MAX-HEAPIFY(2/3n的疑惑)

Q:

In CLRS, third Edition, on page 155, it is given that in MAX-HEAPIFY,

The children’s subtrees each have size at most 2n/3—the worst case occurs when the bottom level of the tree is exactly half full.

I understand why it is worst when the bottom level of the tree is exactly half full. And it is also answered in this question worst case in MAX-HEAPIFY

My question is how to get 2n/3?

Why if the bottom level is half full, then the size of the child tree is up to 2n/3?

How to calculate that?

 

A:

For a complete binary tree of height h, number of nodes is f(h) = 2^h - 1. In above case we have nearly complete binary tree with bottom half full.
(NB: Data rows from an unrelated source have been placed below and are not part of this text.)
//! Connectivity manager
//!
//! Owns the association state machine. Link events are handled on one
//! thread; a second thread, the cooldown watcher, re-triggers association
//! after the immediate retries are exhausted. Everything else observes the
//! resulting [`ConnectionState`] through a [`ConnectivityReader`].

use crossbeam::atomic::AtomicCell;
use crossbeam_channel::Receiver;
use parking_lot::{Condvar, Mutex};
use serde::Serialize;
use std::sync::Arc;
use std::thread::{self, JoinHandle};
use std::time::{Duration, Instant};

use crate::config::ConnectivityConfig;
use crate::error::ConnectivityError;
use crate::network::link::{AccessPoint, Credentials, LinkEvent, LinkLayer};

#[derive(Debug, Clone, Copy, PartialEq, Eq, Serialize)]
pub enum ConnectionState {
    Disconnected,
    Connecting,
    Connected,
}

struct CellShared {
    state: AtomicCell<ConnectionState>,
    lock: Mutex<()>,
    changed: Condvar,
}

/// Creates the connectivity cell: one writer, any number of readers
pub fn connectivity_cell() -> (ConnectivityWriter, ConnectivityReader) {
    let shared = Arc::new(CellShared {
        state: AtomicCell::new(ConnectionState::Disconnected),
        lock: Mutex::new(()),
        changed: Condvar::new(),
    });
    (
        ConnectivityWriter {
            shared: shared.clone(),
        },
        ConnectivityReader { shared },
    )
}

/// The only handle that can change the connection state. Not `Clone`.
pub struct ConnectivityWriter {
    shared: Arc<CellShared>,
}

impl ConnectivityWriter {
    pub fn set(&self, state: ConnectionState) {
        let _guard = self.shared.lock.lock();
        self.shared.state.store(state);
        self.shared.changed.notify_all();
    }

    pub fn state(&self) -> ConnectionState {
        self.shared.state.load()
    }
}

/// Read-only view of the connection state
#[derive(Clone)]
pub struct ConnectivityReader {
    shared: Arc<CellShared>,
}

impl ConnectivityReader {
    pub fn state(&self) -> ConnectionState {
        self.shared.state.load()
    }

    pub fn is_connected(&self) -> bool {
        self.state() == ConnectionState::Connected
    }

    /// Blocks until the state is `Connected`
    pub fn wait_connected(&self) {
        let mut guard = self.shared.lock.lock();
        while !self.is_connected() {
            self.shared.changed.wait(&mut guard);
        }
    }

    /// Returns whether the state became `Connected` within `timeout`
    pub fn wait_connected_timeout(&self, timeout: Duration) -> bool {
        let deadline = Instant::now() + timeout;
        let mut guard = self.shared.lock.lock();
        while !self.is_connected() {
            if self
                .shared
                .changed
                .wait_until(&mut guard, deadline)
                .timed_out()
            {
                return self.is_connected();
            }
        }
        true
    }
}

/// Source of delays for the cooldown watcher
pub trait Sleeper: Send + Sync {
    fn sleep(&self, duration: Duration);
}

/// Sleeps the calling thread
#[derive(Debug, Default, Clone, Copy)]
pub struct ThreadSleeper;

impl Sleeper for ThreadSleeper {
    fn sleep(&self, duration: Duration) {
        thread::sleep(duration);
    }
}

#[derive(Default)]
struct CooldownFlag {
    active: Mutex<bool>,
    changed: Condvar,
}

impl CooldownFlag {
    fn enter(&self) {
        *self.active.lock() = true;
        self.changed.notify_all();
    }

    fn clear(&self) {
        *self.active.lock() = false;
    }

    fn is_active(&self) -> bool {
        *self.active.lock()
    }

    fn wait_active(&self) {
        let mut active = self.active.lock();
        while !*active {
            self.changed.wait(&mut active);
        }
    }
}

/// State shared by the event handler and the cooldown watcher
struct Association<L> {
    link: Mutex<L>,
    credentials: Credentials,
    max_scan_results: usize,
    cooldown: CooldownFlag,
}

impl<L: LinkLayer> Association<L> {
    /// Scans and associates with the strongest matching access point.
    /// The link lock serializes attempts, so at most one is in flight.
    fn associate_strongest(&self) -> Result<AccessPoint, ConnectivityError> {
        let mut link = self.link.lock();
        let results = link.scan(&self.credentials.ssid)?;
        let access_point =
            select_access_point(&results, &self.credentials.ssid, self.max_scan_results)
                .cloned()
                .ok_or_else(|| ConnectivityError::NoAccessPoint(self.credentials.ssid.clone()))?;
        link.associate(access_point.bssid)?;
        Ok(access_point)
    }
}

/// Strongest access point named `ssid` among the first `max_results`
/// scan results
pub fn select_access_point<'a>(
    results: &'a [AccessPoint],
    ssid: &str,
    max_results: usize,
) -> Option<&'a AccessPoint> {
    results
        .iter()
        .take(max_results)
        .filter(|ap| ap.ssid == ssid)
        .max_by_key(|ap| ap.rssi)
}

/// Association state machine
pub struct ConnectivityManager<L: LinkLayer> {
    association: Arc<Association<L>>,
    writer: ConnectivityWriter,
    reader: ConnectivityReader,
    retry_attempts: u32,
    max_retry_attempts: u32,
    cooldown: Duration,
}

impl<L: LinkLayer + 'static> ConnectivityManager<L> {
    pub fn new(link: L, credentials: Credentials, settings: &ConnectivityConfig) -> Self {
        let (writer, reader) = connectivity_cell();
        Self {
            association: Arc::new(Association {
                link: Mutex::new(link),
                credentials,
                max_scan_results: settings.max_scan_results,
                cooldown: CooldownFlag::default(),
            }),
            writer,
            reader,
            retry_attempts: 0,
            max_retry_attempts: settings.max_retry_attempts,
            cooldown: settings.cooldown(),
        }
    }

    pub fn reader(&self) -> ConnectivityReader {
        self.reader.clone()
    }

    pub fn state(&self) -> ConnectionState {
        self.writer.state()
    }

    pub fn is_cooling_down(&self) -> bool {
        self.association.cooldown.is_active()
    }

    pub fn retry_attempts(&self) -> u32 {
        self.retry_attempts
    }

    /// Applies credentials. Failure here is a configuration error the
    /// caller must treat as fatal.
    pub fn start(&mut self) -> Result<(), ConnectivityError> {
        tracing::info!("Joining network {:?}", self.association.credentials.ssid);
        self.writer.set(ConnectionState::Connecting);
        self.association
            .link
            .lock()
            .configure(&self.association.credentials)
    }

    pub fn handle_event(&mut self, event: LinkEvent) {
        match event {
            LinkEvent::Started => {
                self.writer.set(ConnectionState::Connecting);
                self.associate();
            }
            LinkEvent::GotAddress(address) => {
                tracing::info!("Got address {}", address);
                self.writer.set(ConnectionState::Connected);
                self.association.cooldown.clear();
                self.retry_attempts = 0;
            }
            LinkEvent::Disassociated => {
                tracing::info!("Disassociated from access point");
                self.writer.set(ConnectionState::Disconnected);

                if self.association.cooldown.is_active() {
                    tracing::debug!("Cooldown pending, not reassociating");
                } else if self.retry_attempts < self.max_retry_attempts {
                    self.retry_attempts += 1;
                    self.writer.set(ConnectionState::Connecting);
                    self.associate();
                } else {
                    tracing::warn!(
                        "Could not reconnect after {} attempts, trying again in {}ms",
                        self.max_retry_attempts,
                        self.cooldown.as_millis()
                    );
                    self.retry_attempts = 0;
                    self.association.cooldown.enter();
                }
            }
        }
    }

    fn associate(&mut self) {
        match self.association.associate_strongest() {
            Ok(ap) => tracing::debug!("Associating with {} ({} dBm)", ap.bssid, ap.rssi),
            Err(e) => {
                tracing::warn!("Association failed: {}", e);
                self.writer.set(ConnectionState::Disconnected);
                self.association.cooldown.enter();
            }
        }
    }

    pub fn cooldown_watcher(&self) -> CooldownWatcher<L> {
        CooldownWatcher {
            association: self.association.clone(),
            cooldown: self.cooldown,
        }
    }

    /// Handles events until the link layer's channel closes.
    pub fn run(mut self, events: Receiver<LinkEvent>) {
        for event in events {
            self.handle_event(event);
        }
        tracing::debug!("Link event channel closed");
    }

    /// Applies credentials, then moves the event handler and the cooldown
    /// watcher onto their own threads.
    pub fn spawn(
        mut self,
        events: Receiver<LinkEvent>,
    ) -> crate::Result<(ConnectivityReader, JoinHandle<()>)> {
        self.start()?;
        let reader = self.reader();

        let watcher = self.cooldown_watcher();
        thread::Builder::new()
            .name("connectivity-cooldown".to_string())
            .spawn(move || watcher.run(&ThreadSleeper))?;

        let handle = thread::Builder::new()
            .name("connectivity".to_string())
            .spawn(move || self.run(events))?;

        Ok((reader, handle))
    }
}

/// Re-triggers association once the cooldown has elapsed
pub struct CooldownWatcher<L> {
    association: Arc<Association<L>>,
    cooldown: Duration,
}

impl<L: LinkLayer> CooldownWatcher<L> {
    /// Waits for a cooldown, sleeps it out, then attempts association.
    /// A failed attempt re-enters cooldown.
    pub fn step(&self, sleeper: &dyn Sleeper) {
        self.association.cooldown.wait_active();
        sleeper.sleep(self.cooldown);
        self.association.cooldown.clear();

        if let Err(e) = self.association.associate_strongest() {
            tracing::warn!("Association after cooldown failed: {}", e);
            self.association.cooldown.enter();
        }
    }

    pub fn run(&self, sleeper: &dyn Sleeper) {
        loop {
            self.step(sleeper);
        }
    }
}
We can visualize this as collection of root + left complete tree + right complete tree. If height of original tree is h, then height of left is h - 1 and right is h - 2. So equation becomes

n = 1 + f(h-1) + f(h-2) (1)

We want to solve above for f(h-1) expressed as in terms of n

f(h-2) = 2^(h-2) - 1 = (2^(h-1)-1+1)/2 - 1 = (f(h-1) - 1)/2 (2)

Using above in (1) we have

n = 1 + f(h-1) + (f(h-1) - 1)/2 = 1/2 + 3*f(h-1)/2

=> f(h-1) = 2*(n-1/2)/3

Hence O(2n/3)